El pueblo llamó a la cámara autonómica, «la cámara frigorífica»
puesto que su objetivo no era otro que el de mantener el cadáver de la
Colonia. Villoch, que reportaba para la prensa el día a día de aquel
gobierno, lo vio como una academia, un torneo donde la oratoria
autonomista dio prueba de sus méritos indiscutibles, y donde se sabía
que ninguna de sus leyes iba a arraigar en un país asolado por la
Guerra. Dice: «Respirábase en el salón de sesiones de la Cámara una
atmósfera letal e insoportable… Se retiraba uno todas las tardes de
aquel local con la duda de si al día siguiente se continuarían
celebrando las sesiones… Todo respondía a la indiferencia de una
situación visiblemente pasajera». No obstante la alta moralidad y
prestigio de don Rafael Montoro, Ministro de Hacienda de aquel
Gobierno Autonómico, no dejaba cuenta por cobrar ni gasto sin su
correspondiente justificación.
AMIGO DE CASAL
Fue amigo de Julián del Casal, con quien se identificó en lo literario
y a quien, a su muerte, sustituyó como cronista en La Caricatura.

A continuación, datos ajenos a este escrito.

//! Custom error types for pubmeta.
//!
//! This module defines all error types used throughout the pipeline.
//! All functions return `Result<T, PubmetaError>` instead of using `unwrap()`.
//!
//! The first six variants are the "soft" analysis errors: they are logged where
//! they occur and the operation leaves an empty result behind, so callers can
//! carry on with `unwrap_or_default()` or match on the variant.

use thiserror::Error;

/// Main error type for pubmeta operations.
#[derive(Debug, Error)]
pub enum PubmetaError {
    /// A year or increment argument was not an integer
    #[error("Invalid argument type for '{name}': expected an integer, got '{value}'")]
    InvalidArgumentType {
        /// Argument name
        name: &'static str,
        /// Raw value supplied by the caller
        value: String,
    },

    /// Start year after end year
    #[error("Start year {start} cannot be greater than end year {end}")]
    InvalidRange { start: i32, end: i32 },

    /// Increment must be strictly positive
    #[error("Increment value must be greater than zero, got {0}")]
    InvalidIncrement(i32),

    /// Rendering or scraping requested before any queries were generated
    #[error("No queries generated, generate queries first")]
    NoQueriesGenerated,

    /// No loaded table key contains the requested term
    #[error("No tables match term '{0}'")]
    NoMatchingTables(String),

    /// None of the requested intersection terms has a column in the table
    #[error("No intersection columns found for terms {0:?}")]
    NoIntersectionColumns(Vec<String>),

    /// Network/HTTP request error
    #[error("Network error: {0}")]
    Network(#[from] reqwest::Error),

    /// Rate limited by external API
    #[error("Rate limited, retry after {0}s")]
    RateLimited(u64),

    /// External API returned an error
    #[error("API error: {code} - {message}")]
    Api {
        /// HTTP status code
        code: i32,
        /// Error message from API
        message: String,
    },

    /// File I/O error
    #[error("IO error: {0}")]
    Io(#[from] std::io::Error),

    /// JSON serialization/deserialization error
    #[error("JSON error: {0}")]
    Json(#[from] serde_json::Error),

    /// CSV writing error
    #[error("CSV error: {0}")]
    Csv(#[from] csv::Error),

    /// Record parsing error
    #[error("Parse error: {0}")]
    Parse(String),

    /// Configuration error
    #[error("Config error: {0}")]
    Config(String),
}

impl PubmetaError {
    /// True for the non-fatal analysis errors that leave an empty result behind.
    pub fn is_soft(&self) -> bool {
        matches!(
            self,
            Self::InvalidArgumentType { .. }
                | Self::InvalidRange { .. }
                | Self::InvalidIncrement(_)
                | Self::NoQueriesGenerated
                | Self::NoMatchingTables(_)
                | Self::NoIntersectionColumns(_)
        )
    }
}

/// Result type alias using `PubmetaError`
pub type Result<T> = std::result::Result<T, PubmetaError>;

/// Extension trait for adding context to Option types
pub trait OptionExt<T> {
    /// Convert Option to Result with a parse error message
    fn ok_or_parse(self, msg: &str) -> Result<T>;
}

impl<T> OptionExt<T> for Option<T> {
    fn ok_or_parse(self, msg: &str) -> Result<T> {
        self.ok_or_else(|| PubmetaError::Parse(msg.to_string()))
    }
}

#[cfg(test)]
mod tests {
    use super::*;

    #[test]
    fn test_soft_errors() {
        assert!(PubmetaError::InvalidRange { start: 2021, end: 2020 }.is_soft());
        assert!(PubmetaError::NoQueriesGenerated.is_soft());
        assert!(PubmetaError::NoIntersectionColumns(vec![]).is_soft());
        assert!(!PubmetaError::RateLimited(5).is_soft());
        assert!(!PubmetaError::Config("bad".to_string()).is_soft());
    }

    #[test]
    fn test_ok_or_parse() {
        let missing: Option<i32> = None;
        let err = missing.ok_or_parse("no year").expect_err("Expected an error");
        assert_eq!(err.to_string(), "Parse error: no year");
    }
}
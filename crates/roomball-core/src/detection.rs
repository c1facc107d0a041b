use serde::{Deserialize, Serialize};

/// One frame's worth of hand tracking: the landmark pixel and the normalized depth
/// under it.
///
/// A frame without a usable hand is represented as `None` by the producer, not by a
/// sentinel sample.
#[derive(Clone, Copy, Debug, PartialEq, Serialize, Deserialize)]
pub struct DetectionSample {
    /// Pixel column of the landmark. May lie outside the frame near its edges.
    pub pixel_x: i32,
    /// Pixel row of the landmark, growing downwards. May lie outside the frame.
    pub pixel_y: i32,
    /// Normalized depth in `[0, 1]`, where `1` is the nearest point in the frame and
    /// `0` the farthest.
    pub depth: f64,
    /// Width of the frame the landmark was detected in, in pixels
    pub frame_width: u32,
    /// Height of the frame the landmark was detected in, in pixels
    pub frame_height: u32,
}

impl DetectionSample {
    /// The landmark pixel clamped into the frame, suitable for indexing a per-pixel
    /// depth map of the same size.
    ///
    /// Returns `None` for an empty frame.
    pub fn clamped_pixel(&self) -> Option<(u32, u32)> {
        clamp_pixel(
            self.pixel_x,
            self.pixel_y,
            self.frame_width,
            self.frame_height,
        )
    }
}

/// Clamp a pixel to `[0, width - 1] x [0, height - 1]`.
pub fn clamp_pixel(x: i32, y: i32, width: u32, height: u32) -> Option<(u32, u32)> {
    if width == 0 || height == 0 {
        return None;
    }
    let x = (x.max(0) as u32).min(width - 1);
    let y = (y.max(0) as u32).min(height - 1);
    Some((x, y))
}

/// A 2D landmark as reported by a hand detector, in normalized image coordinates.
///
/// `(0, 0)` is the top left corner of the frame and `(1, 1)` the bottom right.
/// Detectors may report values slightly outside this range.
#[derive(Clone, Copy, Debug, PartialEq, Serialize, Deserialize)]
pub struct Landmark {
    pub x: f64,
    pub y: f64,
}

impl Landmark {
    pub fn new(x: f64, y: f64) -> Self {
        Self { x, y }
    }

    /// Mirror the landmark horizontally, as a selfie-view camera flip does.
    pub fn mirrored(&self) -> Self {
        Self {
            x: 1.0 - self.x,
            y: self.y,
        }
    }

    /// Convert to pixel coordinates in a frame of the given size.
    ///
    /// The result is not clamped.
    pub fn to_pixel(&self, width: u32, height: u32) -> (i32, i32) {
        (
            (self.x * width as f64).floor() as i32,
            (self.y * height as f64).floor() as i32,
        )
    }
}
use std::{
    sync::{Arc, Mutex},
    thread,
    time::Duration,
};

use approx::assert_relative_eq;
use nalgebra::Vector3;
use roomball_core::{DetectionSample, Detector, Renderer, RoomballSettings};
use roomball_executor::{ControlMsg, FrameScheduler};
use tokio::sync::broadcast;

/// A detector that takes far longer than a frame for each pass.
struct SlowDetector {
    latency: Duration,
}

impl Detector for SlowDetector {
    fn capture_and_detect(&mut self) -> Option<DetectionSample> {
        thread::sleep(self.latency);
        Some(DetectionSample {
            pixel_x: 640,
            pixel_y: 480,
            depth: 0.0,
            frame_width: 640,
            frame_height: 480,
        })
    }
}

#[derive(Clone, Default)]
struct SharedRenderer {
    ball: Arc<Mutex<Vec<Vector3<f64>>>>,
    marker: Arc<Mutex<Vec<Vector3<f64>>>>,
}

impl Renderer for SharedRenderer {
    fn set_ball_position(&mut self, position: Vector3<f64>) {
        self.ball.lock().unwrap().push(position);
    }

    fn set_marker_position(&mut self, position: Vector3<f64>) {
        self.marker.lock().unwrap().push(position);
    }
}

#[test_log::test(tokio::test(flavor = "multi_thread", worker_threads = 2))]
async fn slow_detection_does_not_block_frames() {
    let mut settings = RoomballSettings::default();
    settings.scheduler.target_fps = 50.0;
    let start_marker = settings.marker.start_position;
    let room = settings.room;

    let renderer = SharedRenderer::default();
    let scheduler = FrameScheduler::builder()
        .with_settings(settings)
        .with_detector(Box::new(SlowDetector {
            latency: Duration::from_millis(300),
        }))
        .with_renderer(Box::new(renderer.clone()))
        .build()
        .unwrap();
    let mut handle = scheduler.handle();
    let (_stop_tx, stop_rx) = broadcast::channel(1);
    let task = tokio::spawn(scheduler.run_real_time(stop_rx));

    // Frames keep coming while the first detection pass is still running
    let mut frozen_frames = 0;
    loop {
        let update = handle.recv().await.unwrap();
        if update.detection_hit {
            assert_relative_eq!(update.marker_position, Vector3::new(200.0, 0.0, 600.0));
            break;
        }
        assert_eq!(update.marker_position, start_marker);
        frozen_frames += 1;
    }
    assert!(frozen_frames >= 5, "only {frozen_frames} frames before detection");

    handle.send(ControlMsg::Stop);
    task.await.unwrap().unwrap();

    let balls = renderer.ball.lock().unwrap();
    let markers = renderer.marker.lock().unwrap();
    assert_eq!(balls.len(), markers.len());
    assert!(balls.iter().all(|p| room.contains(p)));
    assert!(markers.iter().all(|p| room.contains(p)));
}

#[test]
fn long_run_stays_inside_room() {
    let settings = RoomballSettings::default();
    let room = settings.room;
    let renderer = SharedRenderer::default();
    let mut scheduler = FrameScheduler::builder()
        .with_settings(settings)
        .with_detector(Box::new(SlowDetector {
            latency: Duration::ZERO,
        }))
        .with_renderer(Box::new(renderer.clone()))
        .build()
        .unwrap();

    // Ten simulated minutes with a jittery frame time
    for i in 0..18_000 {
        let dt = if i % 7 == 0 { 0.1 } else { 1.0 / 30.0 };
        scheduler.step(dt);
    }

    let stats = scheduler.stats();
    assert_eq!(stats.frames, 18_000);
    assert_eq!(stats.detection_hits, 18_000);
    assert!(stats.bounces > 0);
    assert!(renderer.ball.lock().unwrap().iter().all(|p| room.contains(p)));

    // Elastic walls keep the speed on every axis
    let velocity = scheduler.tracker().ball().velocity;
    assert_eq!(velocity.map(f64::abs), Vector3::new(50.0, 30.0, 40.0));
}
use anyhow::{bail, Result};
use serde::{Deserialize, Serialize};

use crate::Vector3;

/// The axis-aligned box that bounds every position handed to the renderer.
#[derive(Clone, Copy, Debug, PartialEq, Serialize, Deserialize)]
pub struct RoomVolume {
    pub min_x: f64,
    pub max_x: f64,
    /// Floor
    pub min_y: f64,
    /// Ceiling
    pub max_y: f64,
    /// Closest to the viewer
    pub min_z: f64,
    pub max_z: f64,
}

impl RoomVolume {
    pub fn new(min: Vector3, max: Vector3) -> Self {
        Self {
            min_x: min.x,
            max_x: max.x,
            min_y: min.y,
            max_y: max.y,
            min_z: min.z,
            max_z: max.z,
        }
    }

    /// The corner with the smallest coordinate on every axis.
    pub fn min(&self) -> Vector3 {
        Vector3::new(self.min_x, self.min_y, self.min_z)
    }

    /// The corner with the largest coordinate on every axis.
    pub fn max(&self) -> Vector3 {
        Vector3::new(self.max_x, self.max_y, self.max_z)
    }

    /// Size of the room along each axis.
    pub fn extent(&self) -> Vector3 {
        self.max() - self.min()
    }

    pub fn center(&self) -> Vector3 {
        (self.min() + self.max()) / 2.0
    }

    /// Whether the point lies inside the room, boundary included.
    pub fn contains(&self, point: &Vector3) -> bool {
        (0..3).all(|axis| {
            point[axis] >= self.min()[axis] && point[axis] <= self.max()[axis]
        })
    }

    /// Clamp the point onto the room, axis by axis.
    pub fn clamp(&self, point: &Vector3) -> Vector3 {
        let (min, max) = (self.min(), self.max());
        Vector3::new(
            point.x.clamp(min.x, max.x),
            point.y.clamp(min.y, max.y),
            point.z.clamp(min.z, max.z),
        )
    }

    /// Check that the bounds are finite and that `min < max` on every axis.
    ///
    /// A room that fails this check must not be simulated.
    pub fn validate(&self) -> Result<()> {
        for (name, min, max) in [
            ("x", self.min_x, self.max_x),
            ("y", self.min_y, self.max_y),
            ("z", self.min_z, self.max_z),
        ] {
            if !min.is_finite() || !max.is_finite() {
                bail!("Room bounds on the {name} axis are not finite: [{min}, {max}]");
            }
            if min >= max {
                bail!("Room min_{name} ({min}) must be smaller than max_{name} ({max})");
            }
        }
        Ok(())
    }
}

impl Default for RoomVolume {
    fn default() -> Self {
        Self {
            min_x: -200.0,
            max_x: 200.0,
            min_y: 0.0,
            max_y: 200.0,
            min_z: 0.0,
            max_z: 600.0,
        }
    }
}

Tuvo además lazos de amistad con Manuel Sanguily y Juan Gualberto
Gómez Un valioso servicio prestó al país en sus días de secretario
del Alcalde de La Habana. Redactaba las cartas que este remitía a
Antonio Cánovas del Castillo, presidente del Gobierno español, y le
trasmitía en ellas la información que otros callaban sobre la
situación nacional.
Su primera obra teatral, La mulata María, se estrenó en el teatro
Irijoa (actual Martí) en 1896. Villoch, dice Robreño, quiso alcanzar
con ella el éxito que lograba el bufo en toda la Isla. Lo consiguió
pues la pieza se eternizó en el escenario del llamado coliseo de las
cien puertas y pronto pasó a engrosar el repertorio de otros grupos
teatrales. Quiso Villoch insistir en el éxito y escribió obras para la
compañía de Regino López. El 10 de noviembre de 1900 abría sus
puertas el teatro Alhambra. Una élite de suficiencia ha calificado de
simple y vacía su producción teatral. Pocos le perdonaron la enorme
popularidad de que llegó a gozar.
Federico Villoch murió en La Habana en 1954.